To do: Restrict the output to the lines below starting at the one that contains "let sqrtd = discriminant.sqrt();" and ending at the one that contains "use float_eq::assert_float_eq;", and restate them word for word, both ends included.

Data extracted from a collection:

_ _ _ _ _

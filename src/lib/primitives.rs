//! Basic primitives necessary for rendering

use crate::{
    hittable::{in_range, Hittable},
    raycasting::{HitRecord, Ray},
    vector::Point3,
    DefaultType,
};

#[derive(Clone, Copy, Debug, PartialEq)]
/// Sphere given by its center and radius.
pub struct Sphere {
    center: Point3,
    radius: DefaultType,
}

impl Sphere {
    /// Create a new sphere.
    pub fn new(center: Point3, radius: DefaultType) -> Self {
        Self { center, radius }
    }

    #[inline]
    #[allow(missing_docs)]
    pub fn center(&self) -> &Point3 {
        &self.center
    }

    #[inline]
    #[allow(missing_docs)]
    pub fn radius(&self) -> DefaultType {
        self.radius
    }
}

impl Hittable for Sphere {
    /// Solves `|P(t) - center|² = radius²` for `t`.
    ///
    /// The nearer root is tried first and the farther one only if the nearer falls outside the
    /// interval, so the reported hit is always the nearest valid crossing.
    fn hit(&self, ray: &Ray, t_min: DefaultType, t_max: DefaultType) -> Option<HitRecord> {
        let oc = *ray.origin() - self.center;
        let a = ray.direction().length_squared();
        let half_b = oc.dot(ray.direction());
        let c = oc.length_squared() - self.radius * self.radius;

        let discriminant = half_b * half_b - a * c;
        if discriminant < 0. {
            return None;
        }
        let sqrtd = discriminant.sqrt();

        let mut root = (-half_b - sqrtd) / a;
        if !in_range(root, t_min, t_max) {
            root = (-half_b + sqrtd) / a;
            if !in_range(root, t_min, t_max) {
                return None;
            }
        }

        let p = ray.at(root);
        let outward_normal = (p - self.center) / self.radius;

        Some(HitRecord::new(ray, root, outward_normal))
    }
}

#[cfg(test)]
mod test {
    use float_eq::assert_float_eq;

    use super::*;
    use crate::vector::Vec3;

    fn unit_sphere() -> Sphere {
        Sphere::new(Vec3::new(0., 0., -1.), 0.5)
    }

    #[test]
    fn hit_front() {
        let ray = Ray::new(Vec3::default(), Vec3::new(0., 0., -1.));
        let rec = unit_sphere()
            .hit(&ray, 0., DefaultType::INFINITY)
            .expect("Ray should hit the sphere");

        assert_float_eq!(0.5, rec.t, abs <= 1e-12);
        assert_float_eq!(0., (rec.p - Vec3::new(0., 0., -0.5)).length(), abs <= 1e-12);
        assert_float_eq!(0., (rec.normal - Vec3::new(0., 0., 1.)).length(), abs <= 1e-12);
        assert!(rec.front_face);
    }

    #[test]
    fn miss_parallel() {
        let ray = Ray::new(Vec3::default(), Vec3::new(1., 0., 0.));
        assert_eq!(None, unit_sphere().hit(&ray, 0., DefaultType::INFINITY));
    }

    #[test]
    fn miss_behind() {
        let ray = Ray::new(Vec3::default(), Vec3::new(0., 0., 1.));
        assert_eq!(None, unit_sphere().hit(&ray, 0., DefaultType::INFINITY));
    }

    #[test]
    fn far_root_when_near_is_excluded() {
        let ray = Ray::new(Vec3::default(), Vec3::new(0., 0., -1.));
        let rec = unit_sphere()
            .hit(&ray, 0.75, DefaultType::INFINITY)
            .expect("Far side should still be hit");

        assert_float_eq!(1.5, rec.t, abs <= 1e-12);
        assert!(!rec.front_face);
        // Normal faces back towards the ray origin.
        assert_float_eq!(0., (rec.normal - Vec3::new(0., 0., 1.)).length(), abs <= 1e-12);
    }

    #[test]
    fn upper_bound_is_inclusive() {
        let ray = Ray::new(Vec3::default(), Vec3::new(0., 0., -1.));

        assert!(unit_sphere().hit(&ray, 0., 0.5).is_some());
        assert_eq!(None, unit_sphere().hit(&ray, 0., 0.499));
    }

    #[test]
    fn inside_hits_back_face() {
        let ray = Ray::new(Vec3::new(0., 0., -1.), Vec3::new(0., 1., 0.));
        let rec = unit_sphere()
            .hit(&ray, 0., DefaultType::INFINITY)
            .expect("Ray from the center should hit");

        assert_float_eq!(0.5, rec.t, abs <= 1e-12);
        assert!(!rec.front_face);
        assert_float_eq!(0., (rec.normal - Vec3::new(0., -1., 0.)).length(), abs <= 1e-12);
    }

    #[test]
    fn normal_is_unit_for_unnormalized_direction() {
        let ray = Ray::new(Vec3::default(), Vec3::new(0.1, 0.2, -4.));
        let rec = unit_sphere()
            .hit(&ray, 0., DefaultType::INFINITY)
            .expect("Ray should hit the sphere");

        assert_float_eq!(1., rec.normal.length(), abs <= 1e-12);
        assert_float_eq!(0., (rec.p - ray.at(rec.t)).length(), abs <= 1e-12);
    }
}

_ _ _ _ _

Answer box:
        let sqrtd = discriminant.sqrt();

        let mut root = (-half_b - sqrtd) / a;
        if !in_range(root, t_min, t_max) {
            root = (-half_b + sqrtd) / a;
            if !in_range(root, t_min, t_max) {
                return None;
            }
        }

        let p = ray.at(root);
        let outward_normal = (p - self.center) / self.radius;

        Some(HitRecord::new(ray, root, outward_normal))
    }
}

#[cfg(test)]
mod test {
    use float_eq::assert_float_eq;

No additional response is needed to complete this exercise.